TASK >>
Everything from the first line below through the line with "use rayon::prelude::*;" is to be transcribed exactly, and nothing past it.
· · ·
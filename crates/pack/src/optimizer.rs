//! Iterative ordering optimizer.
//!
//! Runs the placement engine over the items in a fresh ordering per
//! iteration and keeps the packing with the highest utilization.

use crate::engine::PlacementEngine;
use crate::ordering::order_items;
use crate::policy::PlacementPolicy;
use rand::rngs::StdRng;
use rand::{Rng, SeedableRng};
use rayon::prelude::*;
use u_loading_core::{Config, Container, Item, OrderingStrategy, PackingResult};

/// Outcome of a single iteration.
#[derive(Debug, Clone)]
pub struct IterationOutcome {
    /// 0-based iteration index.
    pub iteration: usize,
    /// Packing produced by the iteration.
    pub result: PackingResult,
}

/// Packs items with one ordering per iteration and keeps the best packing.
#[derive(Debug, Clone)]
pub struct Optimizer {
    config: Config,
    policy: PlacementPolicy,
}

impl Optimizer {
    /// Creates an optimizer using the policy of the configured method.
    pub fn new(config: Config) -> Self {
        let policy = PlacementPolicy::for_method(config.method);
        Self { config, policy }
    }

    /// Replaces the placement policy.
    pub fn with_policy(mut self, policy: PlacementPolicy) -> Self {
        self.policy = policy;
        self
    }

    /// Returns the configuration.
    pub fn config(&self) -> &Config {
        &self.config
    }

    /// Runs a single iteration.
    pub fn run_iteration(
        &self,
        items: &[Item],
        container: &Container,
        ordering: OrderingStrategy,
        iteration: usize,
        base_seed: u64,
    ) -> IterationOutcome {
        let mut rng = StdRng::seed_from_u64(base_seed.wrapping_add(iteration as u64));
        let ordered = order_items(items, ordering, &mut rng);

        let mut engine = PlacementEngine::new(container.clone(), self.policy, self.config.scan_step);
        for item in ordered {
            engine.place(item);
        }

        IterationOutcome {
            iteration,
            result: engine.into_result(),
        }
    }

    /// Runs all iterations and returns the best packing.
    ///
    /// The first iteration becomes the initial best; later iterations replace
    /// it only with a strictly higher utilization. `utilization_history`
    /// holds the best utilization after each iteration.
    pub fn optimize(&self, items: &[Item], container: &Container) -> PackingResult {
        let ordering = self.config.effective_ordering();
        let iterations = self.config.effective_iterations().max(1);
        let base_seed = self
            .config
            .seed
            .unwrap_or_else(|| rand::thread_rng().gen());

        let outcomes: Vec<IterationOutcome> = if self.config.parallel && iterations > 1 {
            (0..iterations)
                .into_par_iter()
                .map(|i| self.run_iteration(items, container, ordering, i, base_seed))
                .collect()
        } else {
            (0..iterations)
                .map(|i| self.run_iteration(items, container, ordering, i, base_seed))
                .collect()
        };

        let mut best: Option<IterationOutcome> = None;
        let mut history = Vec::with_capacity(iterations);

        for outcome in outcomes {
            log::debug!(
                "{} iteration {}: utilization={:.4}, placed={}, unplaced={}",
                self.config.method,
                outcome.iteration,
                outcome.result.utilization,
                outcome.result.placed.len(),
                outcome.result.unplaced.len()
            );

            let improves = best
                .as_ref()
                .map_or(true, |b| outcome.result.utilization > b.result.utilization);
            if improves {
                best = Some(outcome);
            }
            history.push(best.as_ref().map_or(0.0, |b| b.result.utilization));
        }

        let (best_iteration, mut result) = best
            .map(|b| (b.iteration, b.result))
            .unwrap_or_else(|| (0, PackingResult::new()));

        result.method = Some(self.config.method);
        result.iterations_run = iterations;
        result.best_iteration = best_iteration;
        result.utilization_history = history;
        result
    }
}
· · ·
TASK RESULT >>
filename crates/pack/src/optimizer.rs
//! Iterative ordering optimizer.
//!
//! Runs the placement engine over the items in a fresh ordering per
//! iteration and keeps the packing with the highest utilization.

use crate::engine::PlacementEngine;
use crate::ordering::order_items;
use crate::policy::PlacementPolicy;
use rand::rngs::StdRng;
use rand::{Rng, SeedableRng};
use rayon::prelude::*;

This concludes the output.